(Beginning of INFORMATION)

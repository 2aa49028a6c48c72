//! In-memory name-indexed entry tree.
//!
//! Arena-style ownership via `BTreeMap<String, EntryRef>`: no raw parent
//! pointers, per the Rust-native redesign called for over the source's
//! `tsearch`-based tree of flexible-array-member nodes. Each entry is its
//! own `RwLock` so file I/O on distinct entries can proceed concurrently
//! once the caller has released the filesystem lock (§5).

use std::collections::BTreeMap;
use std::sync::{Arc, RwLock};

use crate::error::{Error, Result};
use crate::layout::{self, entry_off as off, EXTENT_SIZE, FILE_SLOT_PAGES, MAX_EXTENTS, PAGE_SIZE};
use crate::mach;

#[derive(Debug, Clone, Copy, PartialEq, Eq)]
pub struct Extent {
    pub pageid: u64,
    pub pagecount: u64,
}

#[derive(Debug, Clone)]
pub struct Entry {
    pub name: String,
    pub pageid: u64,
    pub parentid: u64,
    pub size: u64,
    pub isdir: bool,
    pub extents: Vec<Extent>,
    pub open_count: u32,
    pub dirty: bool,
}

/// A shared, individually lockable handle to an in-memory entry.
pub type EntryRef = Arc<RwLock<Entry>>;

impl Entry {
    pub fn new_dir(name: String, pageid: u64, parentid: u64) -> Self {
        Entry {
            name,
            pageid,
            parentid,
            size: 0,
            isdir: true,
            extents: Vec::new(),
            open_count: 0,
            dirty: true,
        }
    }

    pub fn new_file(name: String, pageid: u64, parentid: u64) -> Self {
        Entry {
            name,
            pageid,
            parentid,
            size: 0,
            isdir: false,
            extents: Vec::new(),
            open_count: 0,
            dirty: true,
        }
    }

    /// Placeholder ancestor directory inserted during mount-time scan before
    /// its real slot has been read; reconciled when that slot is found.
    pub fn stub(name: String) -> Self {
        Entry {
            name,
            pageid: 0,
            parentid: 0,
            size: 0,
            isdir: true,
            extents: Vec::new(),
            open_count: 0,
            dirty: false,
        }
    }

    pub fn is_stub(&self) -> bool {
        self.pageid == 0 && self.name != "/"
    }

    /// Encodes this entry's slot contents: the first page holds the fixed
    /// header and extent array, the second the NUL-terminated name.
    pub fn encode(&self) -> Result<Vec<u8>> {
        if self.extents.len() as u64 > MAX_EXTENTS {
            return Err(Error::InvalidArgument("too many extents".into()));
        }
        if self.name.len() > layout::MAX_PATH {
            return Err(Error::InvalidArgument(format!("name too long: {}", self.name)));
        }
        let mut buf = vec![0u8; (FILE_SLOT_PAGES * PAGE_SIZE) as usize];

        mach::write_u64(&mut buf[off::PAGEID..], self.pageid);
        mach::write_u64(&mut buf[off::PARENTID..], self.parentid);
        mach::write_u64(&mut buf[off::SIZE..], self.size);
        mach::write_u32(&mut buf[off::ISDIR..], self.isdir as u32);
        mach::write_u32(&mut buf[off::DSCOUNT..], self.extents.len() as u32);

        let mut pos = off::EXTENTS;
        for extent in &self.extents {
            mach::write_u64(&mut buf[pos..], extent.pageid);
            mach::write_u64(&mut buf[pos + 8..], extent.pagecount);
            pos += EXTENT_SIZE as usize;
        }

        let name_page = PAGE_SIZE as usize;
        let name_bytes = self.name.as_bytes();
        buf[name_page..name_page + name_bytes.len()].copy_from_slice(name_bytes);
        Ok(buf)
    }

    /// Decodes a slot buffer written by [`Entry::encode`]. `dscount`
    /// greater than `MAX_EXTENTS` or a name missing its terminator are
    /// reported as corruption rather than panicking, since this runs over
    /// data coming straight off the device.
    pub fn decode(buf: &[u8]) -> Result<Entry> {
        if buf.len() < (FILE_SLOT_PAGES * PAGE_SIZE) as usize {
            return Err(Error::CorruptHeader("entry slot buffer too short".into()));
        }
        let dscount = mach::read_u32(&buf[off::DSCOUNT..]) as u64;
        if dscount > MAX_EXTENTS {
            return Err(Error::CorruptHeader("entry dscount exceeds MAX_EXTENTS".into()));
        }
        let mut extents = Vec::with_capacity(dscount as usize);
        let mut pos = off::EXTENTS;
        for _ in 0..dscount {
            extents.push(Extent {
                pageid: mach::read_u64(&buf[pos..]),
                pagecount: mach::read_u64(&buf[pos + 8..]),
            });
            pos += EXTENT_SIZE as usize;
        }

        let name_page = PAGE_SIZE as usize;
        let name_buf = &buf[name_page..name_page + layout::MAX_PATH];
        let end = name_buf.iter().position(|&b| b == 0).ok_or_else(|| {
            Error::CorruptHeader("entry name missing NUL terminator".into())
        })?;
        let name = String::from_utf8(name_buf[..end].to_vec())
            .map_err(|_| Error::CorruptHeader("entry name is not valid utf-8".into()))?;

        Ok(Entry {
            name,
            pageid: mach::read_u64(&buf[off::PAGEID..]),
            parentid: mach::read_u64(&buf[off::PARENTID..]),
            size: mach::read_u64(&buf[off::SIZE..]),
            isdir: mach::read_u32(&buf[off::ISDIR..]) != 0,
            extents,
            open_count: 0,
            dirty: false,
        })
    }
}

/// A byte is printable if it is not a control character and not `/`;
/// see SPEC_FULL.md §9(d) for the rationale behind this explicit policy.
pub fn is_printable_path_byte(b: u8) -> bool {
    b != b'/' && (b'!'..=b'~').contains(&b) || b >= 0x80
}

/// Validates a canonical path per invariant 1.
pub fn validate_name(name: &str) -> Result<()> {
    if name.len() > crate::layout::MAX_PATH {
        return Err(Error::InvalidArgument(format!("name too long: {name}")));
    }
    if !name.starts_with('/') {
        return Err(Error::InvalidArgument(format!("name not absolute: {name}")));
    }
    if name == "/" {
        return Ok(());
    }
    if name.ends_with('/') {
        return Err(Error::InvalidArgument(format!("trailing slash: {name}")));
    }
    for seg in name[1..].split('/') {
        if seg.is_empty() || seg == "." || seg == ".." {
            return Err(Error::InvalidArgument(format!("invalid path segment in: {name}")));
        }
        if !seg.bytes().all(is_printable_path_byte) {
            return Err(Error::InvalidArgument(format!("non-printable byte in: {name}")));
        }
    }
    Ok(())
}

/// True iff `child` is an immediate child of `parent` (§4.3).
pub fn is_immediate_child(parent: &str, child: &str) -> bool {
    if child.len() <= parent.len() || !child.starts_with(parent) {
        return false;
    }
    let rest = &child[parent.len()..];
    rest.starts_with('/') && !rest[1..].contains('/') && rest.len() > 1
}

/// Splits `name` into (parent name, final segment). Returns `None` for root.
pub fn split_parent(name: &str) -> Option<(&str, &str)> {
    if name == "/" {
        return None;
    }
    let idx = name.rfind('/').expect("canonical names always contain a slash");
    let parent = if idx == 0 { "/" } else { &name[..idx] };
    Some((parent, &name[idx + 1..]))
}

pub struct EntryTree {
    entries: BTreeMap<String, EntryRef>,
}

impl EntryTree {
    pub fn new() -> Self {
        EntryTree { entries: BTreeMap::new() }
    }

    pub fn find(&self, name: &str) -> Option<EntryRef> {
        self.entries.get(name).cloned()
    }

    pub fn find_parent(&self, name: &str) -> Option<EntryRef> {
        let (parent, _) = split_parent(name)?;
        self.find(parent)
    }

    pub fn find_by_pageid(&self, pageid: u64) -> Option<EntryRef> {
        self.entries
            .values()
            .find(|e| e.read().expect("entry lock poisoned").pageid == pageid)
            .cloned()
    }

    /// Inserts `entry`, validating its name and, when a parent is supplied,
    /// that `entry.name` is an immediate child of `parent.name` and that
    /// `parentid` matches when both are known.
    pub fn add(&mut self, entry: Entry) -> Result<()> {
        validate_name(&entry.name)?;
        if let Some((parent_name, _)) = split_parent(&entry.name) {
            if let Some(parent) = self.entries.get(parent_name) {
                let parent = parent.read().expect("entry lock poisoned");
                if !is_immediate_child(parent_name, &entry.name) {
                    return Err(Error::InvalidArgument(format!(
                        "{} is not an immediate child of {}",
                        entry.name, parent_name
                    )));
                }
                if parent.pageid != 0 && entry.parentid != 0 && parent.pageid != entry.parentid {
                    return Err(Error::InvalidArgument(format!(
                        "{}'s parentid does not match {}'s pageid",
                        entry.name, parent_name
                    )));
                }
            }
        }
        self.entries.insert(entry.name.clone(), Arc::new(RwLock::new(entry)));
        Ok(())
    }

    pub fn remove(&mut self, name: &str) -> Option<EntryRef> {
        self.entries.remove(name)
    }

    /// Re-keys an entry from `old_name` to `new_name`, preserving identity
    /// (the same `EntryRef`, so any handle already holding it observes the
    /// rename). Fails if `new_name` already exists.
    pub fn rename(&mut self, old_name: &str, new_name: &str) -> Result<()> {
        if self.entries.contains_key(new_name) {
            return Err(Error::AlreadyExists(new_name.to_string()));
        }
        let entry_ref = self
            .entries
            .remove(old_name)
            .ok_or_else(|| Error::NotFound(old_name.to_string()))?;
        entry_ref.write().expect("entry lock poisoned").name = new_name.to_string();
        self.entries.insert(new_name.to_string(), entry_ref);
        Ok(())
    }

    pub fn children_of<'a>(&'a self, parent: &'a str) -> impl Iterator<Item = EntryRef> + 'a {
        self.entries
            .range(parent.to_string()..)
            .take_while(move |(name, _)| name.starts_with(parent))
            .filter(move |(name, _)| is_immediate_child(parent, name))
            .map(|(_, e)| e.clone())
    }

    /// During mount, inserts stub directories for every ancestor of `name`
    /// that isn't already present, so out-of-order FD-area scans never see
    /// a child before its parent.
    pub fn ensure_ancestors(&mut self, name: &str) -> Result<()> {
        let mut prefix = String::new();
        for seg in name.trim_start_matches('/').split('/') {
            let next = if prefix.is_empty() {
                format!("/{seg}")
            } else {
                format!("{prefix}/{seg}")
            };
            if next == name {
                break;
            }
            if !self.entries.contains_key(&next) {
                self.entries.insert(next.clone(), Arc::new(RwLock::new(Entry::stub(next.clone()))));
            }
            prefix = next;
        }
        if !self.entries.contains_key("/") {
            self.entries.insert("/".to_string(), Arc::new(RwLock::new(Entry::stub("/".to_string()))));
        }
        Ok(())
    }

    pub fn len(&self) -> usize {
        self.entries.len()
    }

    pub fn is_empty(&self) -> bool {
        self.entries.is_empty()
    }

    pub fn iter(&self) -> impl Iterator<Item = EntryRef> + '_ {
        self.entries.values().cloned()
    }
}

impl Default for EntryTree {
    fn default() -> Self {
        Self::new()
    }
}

(End of INFORMATION)
(Beginning of INFORMATION)

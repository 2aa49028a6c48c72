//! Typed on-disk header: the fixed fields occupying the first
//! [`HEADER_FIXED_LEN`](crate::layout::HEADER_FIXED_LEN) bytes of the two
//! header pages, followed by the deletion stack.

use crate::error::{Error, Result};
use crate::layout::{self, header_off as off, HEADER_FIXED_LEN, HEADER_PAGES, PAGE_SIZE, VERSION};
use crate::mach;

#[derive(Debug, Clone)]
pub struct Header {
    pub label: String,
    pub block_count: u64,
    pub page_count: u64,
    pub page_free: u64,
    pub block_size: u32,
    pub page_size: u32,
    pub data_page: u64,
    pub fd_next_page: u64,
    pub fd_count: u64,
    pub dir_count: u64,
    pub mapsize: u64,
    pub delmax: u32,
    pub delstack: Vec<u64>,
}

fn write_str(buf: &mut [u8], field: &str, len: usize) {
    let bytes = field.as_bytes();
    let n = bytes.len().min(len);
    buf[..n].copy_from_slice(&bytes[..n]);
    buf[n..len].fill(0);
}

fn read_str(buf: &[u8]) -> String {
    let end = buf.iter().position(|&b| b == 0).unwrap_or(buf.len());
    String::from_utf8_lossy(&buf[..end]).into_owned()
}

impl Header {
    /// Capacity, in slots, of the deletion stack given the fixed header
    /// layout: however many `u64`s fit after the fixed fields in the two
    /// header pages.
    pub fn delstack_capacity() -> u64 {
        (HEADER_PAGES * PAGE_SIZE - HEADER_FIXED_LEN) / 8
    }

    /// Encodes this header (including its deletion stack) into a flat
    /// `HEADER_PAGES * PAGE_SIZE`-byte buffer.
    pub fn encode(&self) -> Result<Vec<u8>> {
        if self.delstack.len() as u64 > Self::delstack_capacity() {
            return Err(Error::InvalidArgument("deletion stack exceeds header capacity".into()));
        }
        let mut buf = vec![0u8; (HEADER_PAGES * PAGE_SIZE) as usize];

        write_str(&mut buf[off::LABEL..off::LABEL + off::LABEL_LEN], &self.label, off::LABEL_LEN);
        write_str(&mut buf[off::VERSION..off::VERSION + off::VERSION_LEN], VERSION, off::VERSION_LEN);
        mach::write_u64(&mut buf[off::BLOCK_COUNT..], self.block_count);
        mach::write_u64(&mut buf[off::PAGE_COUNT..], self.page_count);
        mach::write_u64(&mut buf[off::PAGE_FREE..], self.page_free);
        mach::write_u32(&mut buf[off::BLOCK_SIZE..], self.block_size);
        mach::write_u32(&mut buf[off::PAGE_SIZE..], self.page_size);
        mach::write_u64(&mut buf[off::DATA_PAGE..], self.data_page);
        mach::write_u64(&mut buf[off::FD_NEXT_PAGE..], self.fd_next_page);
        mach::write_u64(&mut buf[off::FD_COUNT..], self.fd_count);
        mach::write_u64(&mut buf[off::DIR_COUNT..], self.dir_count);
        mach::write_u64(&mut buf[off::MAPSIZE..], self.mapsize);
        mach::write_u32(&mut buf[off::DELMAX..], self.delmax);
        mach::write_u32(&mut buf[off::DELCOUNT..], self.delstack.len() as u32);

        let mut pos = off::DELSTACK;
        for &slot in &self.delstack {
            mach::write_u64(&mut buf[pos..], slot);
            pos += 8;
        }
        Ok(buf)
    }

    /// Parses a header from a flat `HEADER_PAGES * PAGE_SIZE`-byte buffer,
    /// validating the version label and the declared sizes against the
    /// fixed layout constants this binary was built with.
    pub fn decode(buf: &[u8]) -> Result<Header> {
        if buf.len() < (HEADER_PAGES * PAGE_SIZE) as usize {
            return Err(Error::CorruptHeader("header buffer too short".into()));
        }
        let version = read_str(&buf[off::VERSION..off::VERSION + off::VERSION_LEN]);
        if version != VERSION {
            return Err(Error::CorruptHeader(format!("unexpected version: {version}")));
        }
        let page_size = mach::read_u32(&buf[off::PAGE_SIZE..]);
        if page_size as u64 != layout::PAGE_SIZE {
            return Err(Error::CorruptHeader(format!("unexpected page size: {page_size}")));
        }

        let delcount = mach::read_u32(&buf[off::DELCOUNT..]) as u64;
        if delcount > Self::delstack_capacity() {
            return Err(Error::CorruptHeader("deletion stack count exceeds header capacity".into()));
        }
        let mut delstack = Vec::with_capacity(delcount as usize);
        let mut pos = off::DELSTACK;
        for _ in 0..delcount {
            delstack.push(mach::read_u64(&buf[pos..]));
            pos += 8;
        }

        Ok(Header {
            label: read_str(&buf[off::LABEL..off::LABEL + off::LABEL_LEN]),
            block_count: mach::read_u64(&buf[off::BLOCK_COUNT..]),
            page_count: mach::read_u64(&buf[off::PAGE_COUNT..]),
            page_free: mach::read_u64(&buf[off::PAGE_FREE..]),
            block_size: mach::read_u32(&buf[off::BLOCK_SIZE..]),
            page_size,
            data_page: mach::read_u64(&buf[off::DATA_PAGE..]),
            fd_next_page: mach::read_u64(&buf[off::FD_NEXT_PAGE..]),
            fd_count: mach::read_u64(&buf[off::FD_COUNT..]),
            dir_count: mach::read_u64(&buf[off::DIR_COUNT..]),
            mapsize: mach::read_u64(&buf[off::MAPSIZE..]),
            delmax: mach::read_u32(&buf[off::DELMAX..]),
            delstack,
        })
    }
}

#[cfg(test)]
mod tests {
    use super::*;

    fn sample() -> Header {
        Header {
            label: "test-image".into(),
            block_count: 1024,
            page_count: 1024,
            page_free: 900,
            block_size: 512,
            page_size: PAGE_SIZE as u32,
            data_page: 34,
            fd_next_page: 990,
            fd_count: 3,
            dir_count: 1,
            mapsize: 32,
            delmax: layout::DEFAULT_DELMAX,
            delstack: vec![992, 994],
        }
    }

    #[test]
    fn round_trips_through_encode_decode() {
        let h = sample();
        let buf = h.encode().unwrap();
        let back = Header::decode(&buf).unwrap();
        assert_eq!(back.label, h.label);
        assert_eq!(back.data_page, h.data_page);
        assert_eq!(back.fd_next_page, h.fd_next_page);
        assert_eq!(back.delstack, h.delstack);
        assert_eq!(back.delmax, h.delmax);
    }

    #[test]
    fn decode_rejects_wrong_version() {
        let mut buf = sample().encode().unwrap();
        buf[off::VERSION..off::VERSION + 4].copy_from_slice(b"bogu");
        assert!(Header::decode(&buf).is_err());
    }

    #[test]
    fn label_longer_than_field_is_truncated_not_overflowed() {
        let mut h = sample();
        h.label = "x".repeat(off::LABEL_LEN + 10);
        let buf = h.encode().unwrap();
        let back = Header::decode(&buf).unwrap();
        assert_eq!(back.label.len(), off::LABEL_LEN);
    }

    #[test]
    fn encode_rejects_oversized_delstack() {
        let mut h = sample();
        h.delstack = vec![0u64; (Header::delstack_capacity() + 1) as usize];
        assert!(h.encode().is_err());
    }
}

(End of INFORMATION)

▸ **EXERCISE INSTRUCTIONS**: Return only the part of the records above that opens with the line containing "entry is its" and closes with the line containing "if self.name.len() >", ends included.

▸ **ANSWER SECTION**:
//! `tsearch`-based tree of flexible-array-member nodes. Each entry is its
//! own `RwLock` so file I/O on distinct entries can proceed concurrently
//! once the caller has released the filesystem lock (§5).

use std::collections::BTreeMap;
use std::sync::{Arc, RwLock};

use crate::error::{Error, Result};
use crate::layout::{self, entry_off as off, EXTENT_SIZE, FILE_SLOT_PAGES, MAX_EXTENTS, PAGE_SIZE};
use crate::mach;

#[derive(Debug, Clone, Copy, PartialEq, Eq)]
pub struct Extent {
    pub pageid: u64,
    pub pagecount: u64,
}

#[derive(Debug, Clone)]
pub struct Entry {
    pub name: String,
    pub pageid: u64,
    pub parentid: u64,
    pub size: u64,
    pub isdir: bool,
    pub extents: Vec<Extent>,
    pub open_count: u32,
    pub dirty: bool,
}

/// A shared, individually lockable handle to an in-memory entry.
pub type EntryRef = Arc<RwLock<Entry>>;

impl Entry {
    pub fn new_dir(name: String, pageid: u64, parentid: u64) -> Self {
        Entry {
            name,
            pageid,
            parentid,
            size: 0,
            isdir: true,
            extents: Vec::new(),
            open_count: 0,
            dirty: true,
        }
    }

    pub fn new_file(name: String, pageid: u64, parentid: u64) -> Self {
        Entry {
            name,
            pageid,
            parentid,
            size: 0,
            isdir: false,
            extents: Vec::new(),
            open_count: 0,
            dirty: true,
        }
    }

    /// Placeholder ancestor directory inserted during mount-time scan before
    /// its real slot has been read; reconciled when that slot is found.
    pub fn stub(name: String) -> Self {
        Entry {
            name,
            pageid: 0,
            parentid: 0,
            size: 0,
            isdir: true,
            extents: Vec::new(),
            open_count: 0,
            dirty: false,
        }
    }

    pub fn is_stub(&self) -> bool {
        self.pageid == 0 && self.name != "/"
    }

    /// Encodes this entry's slot contents: the first page holds the fixed
    /// header and extent array, the second the NUL-terminated name.
    pub fn encode(&self) -> Result<Vec<u8>> {
        if self.extents.len() as u64 > MAX_EXTENTS {
            return Err(Error::InvalidArgument("too many extents".into()));
        }
        if self.name.len() > layout::MAX_PATH {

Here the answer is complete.